> **What the exercise asks**
Where a line holds the word "LocalDriver", copy that line from the data below.

> **Excerpted data**
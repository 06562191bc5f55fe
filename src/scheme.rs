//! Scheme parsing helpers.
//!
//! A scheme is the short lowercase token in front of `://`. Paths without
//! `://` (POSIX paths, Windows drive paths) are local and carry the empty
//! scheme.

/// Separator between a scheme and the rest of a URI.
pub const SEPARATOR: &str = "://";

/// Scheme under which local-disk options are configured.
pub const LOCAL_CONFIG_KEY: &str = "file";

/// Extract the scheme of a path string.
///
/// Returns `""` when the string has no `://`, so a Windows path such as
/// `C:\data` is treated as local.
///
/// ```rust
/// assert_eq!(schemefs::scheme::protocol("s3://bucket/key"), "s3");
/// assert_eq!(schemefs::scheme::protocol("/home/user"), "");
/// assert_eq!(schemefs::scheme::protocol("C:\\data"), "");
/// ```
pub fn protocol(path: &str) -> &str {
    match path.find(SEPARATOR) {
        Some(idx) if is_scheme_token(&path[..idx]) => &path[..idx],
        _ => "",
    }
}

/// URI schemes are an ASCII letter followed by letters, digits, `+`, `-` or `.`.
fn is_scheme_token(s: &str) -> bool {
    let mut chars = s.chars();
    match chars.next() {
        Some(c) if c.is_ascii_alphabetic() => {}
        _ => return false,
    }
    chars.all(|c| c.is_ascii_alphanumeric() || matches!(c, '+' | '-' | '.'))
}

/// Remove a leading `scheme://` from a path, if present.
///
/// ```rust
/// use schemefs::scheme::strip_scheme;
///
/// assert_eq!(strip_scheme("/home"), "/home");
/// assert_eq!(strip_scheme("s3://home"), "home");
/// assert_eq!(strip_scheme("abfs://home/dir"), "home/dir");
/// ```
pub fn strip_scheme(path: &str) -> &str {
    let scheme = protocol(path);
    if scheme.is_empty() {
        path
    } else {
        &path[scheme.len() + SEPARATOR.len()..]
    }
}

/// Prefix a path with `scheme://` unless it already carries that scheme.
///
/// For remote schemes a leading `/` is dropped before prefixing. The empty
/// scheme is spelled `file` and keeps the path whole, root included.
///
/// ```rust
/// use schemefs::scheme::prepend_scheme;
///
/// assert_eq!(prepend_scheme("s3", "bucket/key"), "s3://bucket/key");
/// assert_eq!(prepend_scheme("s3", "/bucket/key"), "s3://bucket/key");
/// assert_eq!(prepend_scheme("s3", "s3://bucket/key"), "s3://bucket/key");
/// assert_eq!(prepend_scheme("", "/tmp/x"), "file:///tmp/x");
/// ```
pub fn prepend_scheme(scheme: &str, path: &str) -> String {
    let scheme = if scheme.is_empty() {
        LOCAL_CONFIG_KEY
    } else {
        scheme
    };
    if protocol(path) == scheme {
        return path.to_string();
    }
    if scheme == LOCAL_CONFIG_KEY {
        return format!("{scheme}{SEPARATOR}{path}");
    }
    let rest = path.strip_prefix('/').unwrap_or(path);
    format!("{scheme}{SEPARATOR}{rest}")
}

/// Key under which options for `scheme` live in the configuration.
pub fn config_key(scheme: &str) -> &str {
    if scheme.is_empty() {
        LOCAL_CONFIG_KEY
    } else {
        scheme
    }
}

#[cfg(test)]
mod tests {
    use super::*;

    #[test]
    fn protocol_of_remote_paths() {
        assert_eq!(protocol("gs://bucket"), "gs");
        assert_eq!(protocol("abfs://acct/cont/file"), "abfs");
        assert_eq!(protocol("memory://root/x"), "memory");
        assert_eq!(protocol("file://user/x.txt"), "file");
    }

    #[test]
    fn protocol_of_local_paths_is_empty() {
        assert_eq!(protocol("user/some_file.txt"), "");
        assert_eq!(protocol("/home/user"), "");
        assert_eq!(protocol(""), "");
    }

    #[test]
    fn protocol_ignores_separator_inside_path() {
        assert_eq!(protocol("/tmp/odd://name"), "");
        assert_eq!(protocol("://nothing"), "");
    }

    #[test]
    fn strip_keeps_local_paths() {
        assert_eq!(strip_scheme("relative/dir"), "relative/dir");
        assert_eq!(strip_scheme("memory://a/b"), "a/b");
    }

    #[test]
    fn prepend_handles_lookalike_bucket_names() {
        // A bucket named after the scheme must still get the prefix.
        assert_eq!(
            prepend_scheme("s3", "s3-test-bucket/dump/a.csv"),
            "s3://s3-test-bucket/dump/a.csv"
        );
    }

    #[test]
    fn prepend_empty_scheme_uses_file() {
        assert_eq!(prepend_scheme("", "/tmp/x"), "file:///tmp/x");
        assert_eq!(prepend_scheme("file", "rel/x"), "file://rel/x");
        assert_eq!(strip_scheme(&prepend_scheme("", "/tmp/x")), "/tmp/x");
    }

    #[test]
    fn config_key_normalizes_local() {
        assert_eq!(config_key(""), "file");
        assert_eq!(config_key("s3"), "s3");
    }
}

---

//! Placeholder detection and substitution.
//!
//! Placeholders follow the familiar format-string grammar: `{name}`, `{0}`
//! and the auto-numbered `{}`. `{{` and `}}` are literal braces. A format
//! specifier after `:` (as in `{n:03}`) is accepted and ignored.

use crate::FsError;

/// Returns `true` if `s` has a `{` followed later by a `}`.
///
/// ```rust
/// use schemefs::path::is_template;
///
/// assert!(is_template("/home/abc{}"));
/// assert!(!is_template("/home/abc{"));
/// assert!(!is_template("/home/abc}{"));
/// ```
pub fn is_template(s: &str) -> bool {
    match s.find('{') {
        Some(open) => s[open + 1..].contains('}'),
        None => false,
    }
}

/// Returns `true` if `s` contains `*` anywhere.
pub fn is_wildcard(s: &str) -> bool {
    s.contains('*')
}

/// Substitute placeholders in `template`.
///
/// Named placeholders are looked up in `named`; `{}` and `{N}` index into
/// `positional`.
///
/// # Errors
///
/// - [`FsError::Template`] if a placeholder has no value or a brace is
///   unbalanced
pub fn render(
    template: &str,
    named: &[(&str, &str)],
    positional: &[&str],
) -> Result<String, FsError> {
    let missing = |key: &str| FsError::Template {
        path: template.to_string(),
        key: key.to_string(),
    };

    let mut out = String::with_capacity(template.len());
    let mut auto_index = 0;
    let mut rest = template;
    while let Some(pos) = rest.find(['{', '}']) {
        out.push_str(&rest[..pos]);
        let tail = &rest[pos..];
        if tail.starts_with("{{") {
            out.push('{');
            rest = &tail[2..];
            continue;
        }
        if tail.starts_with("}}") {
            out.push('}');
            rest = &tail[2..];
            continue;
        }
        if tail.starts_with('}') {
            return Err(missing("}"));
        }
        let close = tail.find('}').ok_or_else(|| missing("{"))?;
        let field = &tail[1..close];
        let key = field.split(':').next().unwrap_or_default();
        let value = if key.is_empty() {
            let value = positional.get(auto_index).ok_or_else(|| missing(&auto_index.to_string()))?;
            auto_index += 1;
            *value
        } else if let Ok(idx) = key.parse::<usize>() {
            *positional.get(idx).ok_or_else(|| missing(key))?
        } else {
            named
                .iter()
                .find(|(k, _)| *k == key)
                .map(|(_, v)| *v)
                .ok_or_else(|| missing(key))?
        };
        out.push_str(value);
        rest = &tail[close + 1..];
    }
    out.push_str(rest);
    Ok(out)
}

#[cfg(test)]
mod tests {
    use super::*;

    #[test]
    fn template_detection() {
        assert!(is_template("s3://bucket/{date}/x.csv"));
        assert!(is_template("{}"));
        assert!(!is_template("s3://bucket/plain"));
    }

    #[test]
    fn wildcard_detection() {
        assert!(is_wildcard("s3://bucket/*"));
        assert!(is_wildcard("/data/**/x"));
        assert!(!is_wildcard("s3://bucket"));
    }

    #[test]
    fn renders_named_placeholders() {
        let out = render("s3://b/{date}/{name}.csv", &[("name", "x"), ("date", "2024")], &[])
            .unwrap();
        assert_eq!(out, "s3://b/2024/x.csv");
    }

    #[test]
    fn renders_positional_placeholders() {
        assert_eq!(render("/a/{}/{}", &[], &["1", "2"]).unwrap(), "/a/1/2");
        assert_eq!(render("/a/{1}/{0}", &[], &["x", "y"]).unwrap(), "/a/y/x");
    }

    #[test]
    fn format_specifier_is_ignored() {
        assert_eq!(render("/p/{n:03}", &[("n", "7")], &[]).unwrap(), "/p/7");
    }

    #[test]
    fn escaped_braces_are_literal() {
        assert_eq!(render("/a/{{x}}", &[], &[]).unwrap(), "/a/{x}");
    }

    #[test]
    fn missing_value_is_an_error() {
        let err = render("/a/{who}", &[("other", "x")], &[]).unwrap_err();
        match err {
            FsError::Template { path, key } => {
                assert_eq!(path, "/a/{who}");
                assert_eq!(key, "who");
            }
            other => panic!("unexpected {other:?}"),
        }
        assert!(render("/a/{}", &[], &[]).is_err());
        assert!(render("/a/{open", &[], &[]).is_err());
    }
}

==

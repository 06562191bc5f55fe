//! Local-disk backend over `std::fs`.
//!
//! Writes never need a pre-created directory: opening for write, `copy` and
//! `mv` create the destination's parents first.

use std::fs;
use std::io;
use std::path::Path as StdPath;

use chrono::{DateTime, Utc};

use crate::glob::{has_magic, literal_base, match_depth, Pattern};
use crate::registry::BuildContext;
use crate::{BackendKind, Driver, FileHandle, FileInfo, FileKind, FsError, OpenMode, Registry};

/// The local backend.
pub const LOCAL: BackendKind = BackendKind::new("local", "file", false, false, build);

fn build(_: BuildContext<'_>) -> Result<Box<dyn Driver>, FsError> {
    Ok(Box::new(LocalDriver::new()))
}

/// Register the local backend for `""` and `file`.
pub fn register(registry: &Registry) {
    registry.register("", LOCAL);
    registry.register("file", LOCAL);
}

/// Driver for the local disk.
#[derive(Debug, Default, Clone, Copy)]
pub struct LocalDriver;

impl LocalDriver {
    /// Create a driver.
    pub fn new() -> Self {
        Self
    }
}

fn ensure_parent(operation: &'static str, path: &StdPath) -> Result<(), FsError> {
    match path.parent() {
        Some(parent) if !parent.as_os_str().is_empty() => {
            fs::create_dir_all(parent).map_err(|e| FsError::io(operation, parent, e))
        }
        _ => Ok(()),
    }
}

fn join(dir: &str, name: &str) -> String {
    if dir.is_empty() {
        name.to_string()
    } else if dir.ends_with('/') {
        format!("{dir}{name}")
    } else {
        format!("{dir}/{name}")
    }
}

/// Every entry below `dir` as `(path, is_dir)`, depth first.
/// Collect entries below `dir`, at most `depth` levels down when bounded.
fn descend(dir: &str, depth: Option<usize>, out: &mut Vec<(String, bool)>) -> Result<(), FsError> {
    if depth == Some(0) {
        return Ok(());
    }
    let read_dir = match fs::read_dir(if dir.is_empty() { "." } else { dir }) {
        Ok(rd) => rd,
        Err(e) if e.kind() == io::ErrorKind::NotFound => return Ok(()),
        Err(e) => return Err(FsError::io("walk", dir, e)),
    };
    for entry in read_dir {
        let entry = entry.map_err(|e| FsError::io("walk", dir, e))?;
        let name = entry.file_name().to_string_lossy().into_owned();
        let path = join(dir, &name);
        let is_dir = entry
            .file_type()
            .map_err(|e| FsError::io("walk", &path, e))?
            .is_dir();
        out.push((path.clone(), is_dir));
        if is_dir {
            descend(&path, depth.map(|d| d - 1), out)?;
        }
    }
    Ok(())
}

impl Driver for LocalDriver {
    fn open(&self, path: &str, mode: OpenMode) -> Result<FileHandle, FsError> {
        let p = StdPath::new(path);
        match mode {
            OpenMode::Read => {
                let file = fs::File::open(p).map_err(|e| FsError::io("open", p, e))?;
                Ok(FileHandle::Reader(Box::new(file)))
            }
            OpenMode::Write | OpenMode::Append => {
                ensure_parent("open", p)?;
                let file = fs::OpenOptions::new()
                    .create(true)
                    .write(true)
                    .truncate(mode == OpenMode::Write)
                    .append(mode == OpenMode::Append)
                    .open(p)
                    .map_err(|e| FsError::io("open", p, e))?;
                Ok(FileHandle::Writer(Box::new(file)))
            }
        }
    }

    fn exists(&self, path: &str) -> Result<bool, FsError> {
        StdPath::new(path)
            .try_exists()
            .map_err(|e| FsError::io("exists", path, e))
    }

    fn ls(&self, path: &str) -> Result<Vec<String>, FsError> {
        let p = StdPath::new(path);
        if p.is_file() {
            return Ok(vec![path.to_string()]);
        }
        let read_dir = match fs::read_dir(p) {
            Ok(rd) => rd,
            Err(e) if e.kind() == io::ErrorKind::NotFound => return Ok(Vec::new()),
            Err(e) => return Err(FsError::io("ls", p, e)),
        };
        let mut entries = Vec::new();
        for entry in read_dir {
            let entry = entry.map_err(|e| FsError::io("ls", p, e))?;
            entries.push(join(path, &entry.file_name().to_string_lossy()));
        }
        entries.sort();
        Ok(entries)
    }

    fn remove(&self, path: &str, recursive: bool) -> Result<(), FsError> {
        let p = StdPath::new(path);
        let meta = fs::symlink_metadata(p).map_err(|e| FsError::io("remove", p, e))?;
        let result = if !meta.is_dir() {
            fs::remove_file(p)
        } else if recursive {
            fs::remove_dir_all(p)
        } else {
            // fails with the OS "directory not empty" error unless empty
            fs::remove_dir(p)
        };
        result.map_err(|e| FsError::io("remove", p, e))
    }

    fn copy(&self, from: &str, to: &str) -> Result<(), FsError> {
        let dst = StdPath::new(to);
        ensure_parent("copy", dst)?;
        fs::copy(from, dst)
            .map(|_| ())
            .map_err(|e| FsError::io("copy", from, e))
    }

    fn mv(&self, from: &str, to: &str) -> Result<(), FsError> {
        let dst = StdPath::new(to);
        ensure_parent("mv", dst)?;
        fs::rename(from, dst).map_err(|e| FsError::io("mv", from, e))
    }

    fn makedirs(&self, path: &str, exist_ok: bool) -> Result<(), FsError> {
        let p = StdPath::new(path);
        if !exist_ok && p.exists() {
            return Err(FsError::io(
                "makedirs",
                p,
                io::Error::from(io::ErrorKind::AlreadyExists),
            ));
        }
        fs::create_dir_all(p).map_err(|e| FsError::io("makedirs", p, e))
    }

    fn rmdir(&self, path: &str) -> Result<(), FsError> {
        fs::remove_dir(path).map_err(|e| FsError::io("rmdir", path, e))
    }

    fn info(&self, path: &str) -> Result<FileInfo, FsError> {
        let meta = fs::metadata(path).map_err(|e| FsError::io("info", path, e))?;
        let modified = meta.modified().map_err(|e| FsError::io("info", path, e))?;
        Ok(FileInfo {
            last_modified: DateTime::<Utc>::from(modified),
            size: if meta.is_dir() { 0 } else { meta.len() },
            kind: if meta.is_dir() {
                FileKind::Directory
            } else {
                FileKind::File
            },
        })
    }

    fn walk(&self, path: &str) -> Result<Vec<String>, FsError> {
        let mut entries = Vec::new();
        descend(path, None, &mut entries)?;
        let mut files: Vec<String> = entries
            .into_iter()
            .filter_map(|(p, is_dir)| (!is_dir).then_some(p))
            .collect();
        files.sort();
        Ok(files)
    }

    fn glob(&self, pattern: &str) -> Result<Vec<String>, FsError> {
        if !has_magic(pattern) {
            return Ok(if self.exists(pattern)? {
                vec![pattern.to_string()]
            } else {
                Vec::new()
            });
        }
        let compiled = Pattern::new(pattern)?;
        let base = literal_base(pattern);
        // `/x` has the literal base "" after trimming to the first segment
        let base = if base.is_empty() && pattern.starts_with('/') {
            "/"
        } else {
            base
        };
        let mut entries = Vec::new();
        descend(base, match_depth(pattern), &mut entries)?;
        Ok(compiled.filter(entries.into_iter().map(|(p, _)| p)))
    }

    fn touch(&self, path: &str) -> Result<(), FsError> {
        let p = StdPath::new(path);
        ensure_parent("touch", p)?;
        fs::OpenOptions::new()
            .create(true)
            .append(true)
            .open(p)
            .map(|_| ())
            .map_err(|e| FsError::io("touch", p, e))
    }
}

> **Exercise solution**
    Ok(Box::new(LocalDriver::new()))
pub struct LocalDriver;
impl LocalDriver {
impl Driver for LocalDriver {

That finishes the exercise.